Nous aussi, nous devons donc reprocher à l'Église d'avoir promu une religion inutile. Mais à présent, "Il Mulino" le fait aussi, sauf que pour le magazine du néo-illuminisme italien, le fait que la religion ait choisi d'être inutile est une bonne chose, voire un devoir pour l'Église. Le constat est le même, mais l'évaluation est inverse. Et cela nous dit que ce n'est pas par hasard que l'Église a choisi d'être inutile dans la pandémie, mais que c'était pour des raisons théologiques, contraires à celles de ceux qui se sont plaints d'un tel choix d'inutilité. Dans ce cas également, deux théologies opposées et antithétiques ont émergé, comme nous sommes malheureusement obligés de le constater maintenant dans tous les domaines de la vie de l'Église.

Marcello Neri explique pourquoi la religion doit devenir inutile. L'Eglise doit sortir du "paradigme de la nécessité", c'est-à-dire de la prétention d'être nécessaire au monde ; et elle doit accepter sa "non-immunité aux événements humains", c'est-à-dire ne pas se considérer comme au-dessus de l'histoire, parce que "depuis des siècles, elle n'est plus nécessaire à l'homme, qui a appris à s'en passer et à vivre sans elle". En supposant que cette déclaration soit pertinente, elle ne reste qu'une déclaration factuelle, la prendre pour un jugement de valeur (c'est-à-dire affirmer qu'elle est juste) est de l'historicisme. Comme l'historicisme consiste à penser que le Christ n'est pas "nécessaire" et que le christianisme ne dit rien à l'abri de l'histoire. Le Christ a "les paroles de vie éternelle" et de ses paroles pas un seul iota ne changera.

Car selon Neri, la religion doit se transformer en acceptant d'être "la proximité religieuse de l'être humain", c'est-à-dire d'être humainement aux côtés de l'homme sans plus lui parler du salut du Christ ; et elle doit "faire un pacte avec les autres religions au nom de la fraternité entre les peuples et les cultures, qui dessine l'imaginaire d'une religion possible à venir". L'Église ne doit plus "construire des mondes parallèles" (il n'y a qu'un seul monde, celui de l'histoire profane) ni affirmer "ses propres prérogatives exclusives au salut" (le salut est partout dans le monde).

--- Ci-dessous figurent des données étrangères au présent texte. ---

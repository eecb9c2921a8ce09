// crates/valor-core/src/lib.rs
//
// valor-core: Core types, errors, merkle primitives, and collaborator traits
// for the Valor staking ledger.
//
// This is the leaf crate that all other crates in the workspace depend on.
// It defines account identities, token kinds, the protocol-wide error type,
// the cross-chain envelope shapes, and the traits through which the ledger
// talks to its external collaborators (clock, payout transport).

pub mod crypto;
pub mod envelope;
pub mod error;
pub mod identity;
pub mod token;
pub mod traits;

// Re-export key types for ergonomic access from downstream crates.
// Usage: `use valor_core::AccountId;`

// Identity types
pub use identity::{AccountId, Permission};

// Token types
pub use token::{Amount, TokenKind};

// Merkle primitives
pub use crypto::{hash_bytes, leaf_hash, verify_proof, Hash32, MerkleTree};

// Envelope types
pub use envelope::{Envelope, PayoutIntent, PeerPayload};

// Error type
pub use error::{ErrorCategory, LedgerError};

// Traits
pub use traits::{Clock, ManualClock, PayoutTransport, SystemClock};
// crates/valor-ledger/src/access.rs
//
// Principal -> permission-set mapping consulted at the top of every
// privileged operation.

use std::collections::{BTreeSet, HashMap};

use valor_core::{AccountId, LedgerError, Permission};

use crate::config::Grant;

#[derive(Debug, Clone, Default)]
pub struct AccessControl {
    grants: HashMap<AccountId, BTreeSet<Permission>>,
}

impl AccessControl {
    pub fn new() -> Self {
        Self::default()
    }

    /// Seed from configured grants.
    pub fn from_grants(grants: &[Grant]) -> Result<Self, LedgerError> {
        let mut access = Self::new();
        for grant in grants {
            for permission in &grant.permissions {
                access.grant(grant.principal, *permission)?;
            }
        }
        Ok(access)
    }

    pub fn has_permission(&self, principal: &AccountId, permission: Permission) -> bool {
        self.grants
            .get(principal)
            .is_some_and(|set| set.contains(&permission))
    }

    /// `Unauthorized` unless `principal` holds `permission`.
    pub fn require(&self, principal: &AccountId, permission: Permission) -> Result<(), LedgerError> {
        if self.has_permission(principal, permission) {
            Ok(())
        } else {
            Err(LedgerError::Unauthorized {
                principal: *principal,
                permission,
            })
        }
    }

    /// Returns whether the permission was newly granted.
    pub fn grant(&mut self, principal: AccountId, permission: Permission) -> Result<bool, LedgerError> {
        principal.ensure_nonzero()?;
        Ok(self.grants.entry(principal).or_default().insert(permission))
    }

    /// Returns whether the permission was held.
    pub fn revoke(&mut self, principal: &AccountId, permission: Permission) -> bool {
        let Some(set) = self.grants.get_mut(principal) else {
            return false;
        };
        let removed = set.remove(&permission);
        if set.is_empty() {
            self.grants.remove(principal);
        }
        removed
    }

    pub fn permissions(&self, principal: &AccountId) -> Vec<Permission> {
        self.grants
            .get(principal)
            .map(|set| set.iter().copied().collect())
            .unwrap_or_default()
    }
}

Ce serait précisément une religion inutile, car pour ces fins, un humanisme générique, une capacité d'intervention "en faveur de l'humain commun à tous", suffirait. Dommage que cet être humain s'en aille perdu sans la lumière d'une religion qui se prétende vraie dans un sens transcendant et absolu et qui veut être sauvée par l'homme au lieu de le sauver. Ou qui veut être sauvée par d'autres religions au lieu de prétendre les sauver en construisant une "religion possible qui viendra". Les dogmes de la religion catholique ont un énorme effet historique, mais précisément parce qu'ils ne sont pas seulement historiques.

Une grande partie de la théologie catholique est aujourd'hui athée. En ce sens que Dieu ne doit plus se voir dans l'histoire parce qu'il est étranger à la "logique causale avec laquelle nous enchaînons les événements". C'est la thèse d'Ernst Bloch selon laquelle seul le chrétien peut être un bon athée car le Christ sur la croix est l'homme qui s'est assis à la place du Père. Sur la croix, Dieu s'est vidé (Kenosis) et s'est rendu inutile.